DATA SHOWN –
- - - - - - -

//! Key-sharing invites.
//!
//! The owner wraps the file key under the invitee's certificate client-side;
//! the server only stores and releases the opaque wrapped blob. Accepting an
//! invite consumes it and promotes the invitee into the file's collaborator
//! set, idempotently, so membership stays the single authorization rule.

use std::sync::Arc;

use tokio::sync::Mutex;
use tracing::info;

use coffer_store::Database;

use crate::error::ServerError;

pub struct InviteService {
    db: Arc<Mutex<Database>>,
}

impl InviteService {
    pub fn new(db: Arc<Mutex<Database>>) -> Self {
        Self { db }
    }

    /// Store an invite for a non-collaborator. Owner-only.
    pub async fn invite(
        &self,
        caller: i64,
        invitee_username: &str,
        file_name: &str,
        wrapped_key: &[u8],
    ) -> Result<(), ServerError> {
        let db = self.db.lock().await;

        let file = db
            .file_for_collaborator(file_name, caller)?
            .filter(|f| f.owner_id == caller)
            .ok_or_else(|| ServerError::Forbidden("You do not own this file".to_string()))?;

        let invitee = db
            .user_by_username(invitee_username)
            .map_err(|_| ServerError::NotFound(format!("Unknown user '{invitee_username}'")))?;

        if db.is_collaborator(file.id, invitee.id)? {
            return Err(ServerError::AlreadyCollaborator);
        }

        db.create_invite(invitee.id, file.id, wrapped_key)?;
        info!(file = %file_name, invitee = %invitee_username, "stored invite");
        Ok(())
    }

    /// Consume the caller's pending invite for a file and return the wrapped
    /// key stored with it.
    pub async fn accept(&self, caller: i64, file_name: &str) -> Result<Vec<u8>, ServerError> {
        let db = self.db.lock().await;

        let invite = db.pending_invite(caller, file_name)?.ok_or_else(|| {
            ServerError::NotFound("You have not been invited to edit this file".to_string())
        })?;

        db.mark_accepted(invite.id)?;
        db.add_collaborator(invite.file_id, caller)?;

        info!(file = %file_name, invitee = caller, "invite accepted");
        Ok(invite.wrapped_key)
    }
}

#[cfg(test)]
mod tests {
    use super::*;

    async fn setup() -> (InviteService, Arc<Mutex<Database>>, i64, i64) {
        let db = Arc::new(Mutex::new(Database::open_in_memory().unwrap()));
        let (alice, bob) = {
            let mut guard = db.lock().await;
            let alice = guard.create_user("alice", "PEM-A").unwrap().id;
            let bob = guard.create_user("bob", "PEM-B").unwrap().id;
            guard
                .create_file(alice, "r.aes", "users/1/r.aes", b"sig")
                .unwrap();
            (alice, bob)
        };
        (InviteService::new(db.clone()), db, alice, bob)
    }

    #[tokio::test]
    async fn test_invite_then_accept_returns_wrapped_key() {
        let (service, db, alice, bob) = setup().await;

        service
            .invite(alice, "bob", "r.aes", b"wrapped-key-bytes")
            .await
            .unwrap();

        let wrapped = service.accept(bob, "r.aes").await.unwrap();
        assert_eq!(wrapped, b"wrapped-key-bytes");

        // Accepting promoted bob into the collaborator set.
        let guard = db.lock().await;
        let file = guard.file_for_collaborator("r.aes", bob).unwrap().unwrap();
        assert!(guard.is_collaborator(file.id, bob).unwrap());
    }

    #[tokio::test]
    async fn test_accept_without_invite_fails() {
        let (service, _db, _alice, bob) = setup().await;
        let err = service.accept(bob, "r.aes").await.unwrap_err();
        assert!(matches!(err, ServerError::NotFound(_)));
    }

    #[tokio::test]
    async fn test_accept_by_wrong_identity_fails() {
        let (service, db, alice, _bob) = setup().await;
        let carol = db.lock().await.create_user("carol", "PEM-C").unwrap().id;

        service
            .invite(alice, "bob", "r.aes", b"wrapped")
            .await
            .unwrap();

        let err = service.accept(carol, "r.aes").await.unwrap_err();
        assert!(matches!(err, ServerError::NotFound(_)));
    }

    #[tokio::test]
    async fn test_duplicate_invite_rejected() {
        let (service, _db, alice, _bob) = setup().await;

        service
            .invite(alice, "bob", "r.aes", b"wrapped-1")
            .await
            .unwrap();
        let err = service
            .invite(alice, "bob", "r.aes", b"wrapped-2")
            .await
            .unwrap_err();
        assert!(matches!(err, ServerError::DuplicateInvite));
    }

    #[tokio::test]
    async fn test_invite_to_collaborator_rejected() {
        let (service, db, alice, bob) = setup().await;
        {
            let guard = db.lock().await;
            let file = guard.file_for_collaborator("r.aes", alice).unwrap().unwrap();
            guard.add_collaborator(file.id, bob).unwrap();
        }

        let err = service
            .invite(alice, "bob", "r.aes", b"wrapped")
            .await
            .unwrap_err();
        assert!(matches!(err, ServerError::AlreadyCollaborator));
    }

    #[tokio::test]
    async fn test_invite_is_owner_only() {
        let (service, db, alice, bob) = setup().await;
        {
            let guard = db.lock().await;
            let file = guard.file_for_collaborator("r.aes", alice).unwrap().unwrap();
            guard.add_collaborator(file.id, bob).unwrap();
            guard.create_user("carol", "PEM-C").unwrap();
        }

        // Bob can edit but does not own, so he cannot invite carol.
        let err = service
            .invite(bob, "carol", "r.aes", b"wrapped")
            .await
            .unwrap_err();
        assert!(matches!(err, ServerError::Forbidden(_)));
    }

    #[tokio::test]
    async fn test_second_accept_fails_after_consumption() {
        let (service, _db, alice, bob) = setup().await;

        service
            .invite(alice, "bob", "r.aes", b"wrapped")
            .await
            .unwrap();
        service.accept(bob, "r.aes").await.unwrap();

        let err = service.accept(bob, "r.aes").await.unwrap_err();
        assert!(matches!(err, ServerError::NotFound(_)));
    }
}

- - - - - - -

WORK REQUIRED – Select and copy every line of the listing with the word "Accepting".

SOLUTION FOR THIS PROBLEM –
//! the server only stores and releases the opaque wrapped blob. Accepting an
        // Accepting promoted bob into the collaborator set.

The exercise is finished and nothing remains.